→ What the exercise asks
Whenever a line of the data below holds the string "usize", copy that line.

→ Exercise materials
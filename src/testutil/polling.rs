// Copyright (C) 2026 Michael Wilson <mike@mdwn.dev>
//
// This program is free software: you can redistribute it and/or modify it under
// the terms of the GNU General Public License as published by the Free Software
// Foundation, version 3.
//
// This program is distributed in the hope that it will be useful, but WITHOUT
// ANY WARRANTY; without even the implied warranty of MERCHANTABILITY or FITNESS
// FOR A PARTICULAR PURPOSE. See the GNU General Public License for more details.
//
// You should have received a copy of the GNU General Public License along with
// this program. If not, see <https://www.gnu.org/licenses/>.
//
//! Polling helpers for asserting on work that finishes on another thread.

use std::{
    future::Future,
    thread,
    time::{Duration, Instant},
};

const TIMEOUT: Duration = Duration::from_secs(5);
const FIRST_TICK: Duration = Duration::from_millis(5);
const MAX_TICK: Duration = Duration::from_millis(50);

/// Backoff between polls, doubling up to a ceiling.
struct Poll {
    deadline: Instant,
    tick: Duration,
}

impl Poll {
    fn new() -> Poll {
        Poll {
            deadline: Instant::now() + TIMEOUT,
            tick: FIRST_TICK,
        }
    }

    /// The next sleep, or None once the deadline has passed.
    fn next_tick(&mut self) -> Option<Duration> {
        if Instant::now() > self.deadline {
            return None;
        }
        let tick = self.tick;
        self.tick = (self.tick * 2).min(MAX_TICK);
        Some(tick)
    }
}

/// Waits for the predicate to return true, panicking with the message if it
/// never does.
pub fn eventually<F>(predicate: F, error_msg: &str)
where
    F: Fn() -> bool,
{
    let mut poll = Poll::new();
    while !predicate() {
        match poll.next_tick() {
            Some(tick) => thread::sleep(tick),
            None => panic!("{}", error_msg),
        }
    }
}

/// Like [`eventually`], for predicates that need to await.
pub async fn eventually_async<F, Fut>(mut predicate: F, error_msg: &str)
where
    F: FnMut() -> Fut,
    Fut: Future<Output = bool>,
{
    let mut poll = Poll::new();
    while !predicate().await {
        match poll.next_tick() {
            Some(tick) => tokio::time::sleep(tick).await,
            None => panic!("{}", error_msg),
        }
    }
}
* * *
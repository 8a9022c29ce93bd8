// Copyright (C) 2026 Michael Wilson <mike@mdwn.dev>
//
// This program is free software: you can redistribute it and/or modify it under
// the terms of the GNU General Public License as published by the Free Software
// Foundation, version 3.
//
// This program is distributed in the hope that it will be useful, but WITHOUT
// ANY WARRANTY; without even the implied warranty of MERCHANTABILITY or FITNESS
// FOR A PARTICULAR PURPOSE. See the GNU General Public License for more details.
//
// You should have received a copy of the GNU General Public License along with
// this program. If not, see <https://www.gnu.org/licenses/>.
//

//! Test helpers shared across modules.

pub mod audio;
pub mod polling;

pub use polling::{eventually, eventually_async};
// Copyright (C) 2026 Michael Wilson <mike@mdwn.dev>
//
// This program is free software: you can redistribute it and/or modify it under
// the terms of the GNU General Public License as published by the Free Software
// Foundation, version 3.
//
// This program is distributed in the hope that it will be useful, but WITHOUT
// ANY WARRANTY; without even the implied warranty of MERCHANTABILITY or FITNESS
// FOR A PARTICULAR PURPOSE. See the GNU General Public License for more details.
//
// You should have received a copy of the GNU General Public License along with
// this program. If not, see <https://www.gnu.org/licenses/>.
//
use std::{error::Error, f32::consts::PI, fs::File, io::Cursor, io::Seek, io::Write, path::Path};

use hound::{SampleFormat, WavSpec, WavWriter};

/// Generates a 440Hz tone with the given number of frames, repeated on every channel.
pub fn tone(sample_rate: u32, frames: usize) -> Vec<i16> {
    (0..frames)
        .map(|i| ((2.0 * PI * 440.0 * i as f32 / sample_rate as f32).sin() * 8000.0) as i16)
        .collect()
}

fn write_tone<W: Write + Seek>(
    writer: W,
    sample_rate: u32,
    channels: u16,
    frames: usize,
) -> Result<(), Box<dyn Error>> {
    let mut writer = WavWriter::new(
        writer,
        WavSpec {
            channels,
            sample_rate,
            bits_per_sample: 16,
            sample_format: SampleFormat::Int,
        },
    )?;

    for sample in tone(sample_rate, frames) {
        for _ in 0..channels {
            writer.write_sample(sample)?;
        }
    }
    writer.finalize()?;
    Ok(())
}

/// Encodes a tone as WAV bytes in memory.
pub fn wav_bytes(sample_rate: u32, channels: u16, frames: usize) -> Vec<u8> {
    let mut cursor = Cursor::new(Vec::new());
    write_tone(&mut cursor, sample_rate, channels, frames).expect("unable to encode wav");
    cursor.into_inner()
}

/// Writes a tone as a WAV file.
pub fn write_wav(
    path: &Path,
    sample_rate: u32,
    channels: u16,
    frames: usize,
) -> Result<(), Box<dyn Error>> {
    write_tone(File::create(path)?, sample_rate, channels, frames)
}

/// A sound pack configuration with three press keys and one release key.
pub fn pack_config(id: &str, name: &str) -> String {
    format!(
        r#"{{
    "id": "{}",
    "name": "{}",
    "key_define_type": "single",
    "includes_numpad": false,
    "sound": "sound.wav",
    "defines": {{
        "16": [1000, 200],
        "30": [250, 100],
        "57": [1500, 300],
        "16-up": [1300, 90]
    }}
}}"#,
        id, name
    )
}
* * *
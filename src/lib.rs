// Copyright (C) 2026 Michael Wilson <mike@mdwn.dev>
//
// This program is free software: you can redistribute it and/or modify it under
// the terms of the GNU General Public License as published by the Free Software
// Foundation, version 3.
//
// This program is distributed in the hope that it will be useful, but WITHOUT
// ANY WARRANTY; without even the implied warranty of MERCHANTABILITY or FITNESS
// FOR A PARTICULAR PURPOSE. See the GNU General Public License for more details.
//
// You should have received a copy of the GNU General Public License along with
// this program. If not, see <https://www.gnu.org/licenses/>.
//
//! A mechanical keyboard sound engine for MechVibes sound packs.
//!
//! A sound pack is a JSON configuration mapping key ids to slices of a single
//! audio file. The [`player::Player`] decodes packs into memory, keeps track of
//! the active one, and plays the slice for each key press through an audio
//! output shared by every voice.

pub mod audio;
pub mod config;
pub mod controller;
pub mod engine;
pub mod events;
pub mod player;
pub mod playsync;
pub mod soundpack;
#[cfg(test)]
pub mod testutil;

→ Exercise output
pub fn tone(sample_rate: u32, frames: usize) -> Vec<i16> {
    frames: usize,
pub fn wav_bytes(sample_rate: u32, channels: u16, frames: usize) -> Vec<u8> {
    frames: usize,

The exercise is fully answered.